Architecture

Home as a Place of Connection: Architecture for Family and Emotional Wellbeing

Fatima siddiqui
University of Karachi, Architecture Program, Department of Visual Studies
Pakistan
Wajiha Siddiqui

Project idea

Home as a Place of Connection proposes an incremental housing strategy for middle-income families in Karachi, Pakistan, living in 120 square yard plots. As rising land values and population pressure reduced homes to contractor-built boxes, the spaces that once sustained family life disappeared. This project restores them through two housing typologies responding to the needs of middle-income families: a Joint Family Home and a Multi Family Home, both built on a single adaptable base plan that grows with the family over time. Every design decision is rooted in research and cultural reality, addressing Physical, Emotional and Family values to reconnect people to the feeling of home.

Project description

The majority of middle-income families in Karachi today live in existing 120 square yard contractor-built houses, structures that prioritize accommodation over emotional and social needs. Through surveys, interviews with Karachi families, and case study analysis of existing joint family and multi-family housing across Karachi neighborhoods including Federal B Area, Kaneez Fatima Society and Gulshan-e-Iqbal, three core values were identified that define a meaningful home. Physical Value, Emotional Value, and Family Value. The research evaluated how specific spaces including courtyards, verandas, kitchen gardens, bay windows, and shared gathering areas contribute to these values, and found that existing houses consistently score low, particularly on emotional and family value.
User analysis examined the needs of three generations living within these homes. Children need safe open spaces, soft thresholds and visual connection to adults. Adults need privacy, natural ventilation and transitional spaces between home and city.

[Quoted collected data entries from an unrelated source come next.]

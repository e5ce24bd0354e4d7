//! # Ollama Module
//!
//! Best-effort enrichment against a locally running Ollama-compatible model
//! server. Failures here never fail a request: they degrade to at most one
//! informational insight line, and the heuristic result is never altered.
//!
//! ## Components
//! - `client`: HTTP client for `/api/tags` and `/api/generate`
//! - `reply`: tagged parse of the model's JSON-ish reply
//! - `enrich`: merge rules applying a reply to a report

pub mod client;
pub mod enrich;
pub mod reply;

pub use client::OllamaClient;
pub use enrich::enrich_report;
pub use reply::ModelReply;

/// Build the fixed analyst prompt for a text.
pub(crate) fn build_prompt(text: &str) -> String {
    format!(
        "You are an analyst. Given the text, produce:\n\
         1) One-sentence summary\n\
         2) 3-5 concise, data-driven insights (mention any numbers, entities, claims)\n\
         Return STRICT JSON with keys: summary (string), insights (array of strings).\n\n\
         TEXT:\n{text}\n"
    )
}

The elderly need comfortable flooring, soft light, acoustic calm and spaces that honor cultural and spiritual needs.

Technical information

The project is based on a single adaptable base floor plan designed for 120 square yard plots, applicable across Karachi without site-specific constraints. The structural strategy allows incremental vertical expansion each floor added independently as the family grows and finances allow.
Six design strategies guide the technical resolution of the project. Social connection spaces create thresholds between private and public life. The incremental growth strategy allows phased expansion from nuclear to joint to multi-family living. Passive cooling and ventilation through wind catchers and angled facade screens reduce dependence on mechanical air conditioning in Karachi's extreme heat. Threshold sitting areas with the sabeel concept place hospitality at the home's edge. Transitional flexible spaces with sliding doors adapt to changing daily and social needs. Kitchen gardens with perforated perforated screens embed biodiversity and neighbourly connection into the domestic boundary.
The design intent focuses on restoring a sense of belonging, intergenerational bonding, and reflective nostalgia giving back the cultural and spatial qualities that 120 square yard contractor-built housing took away.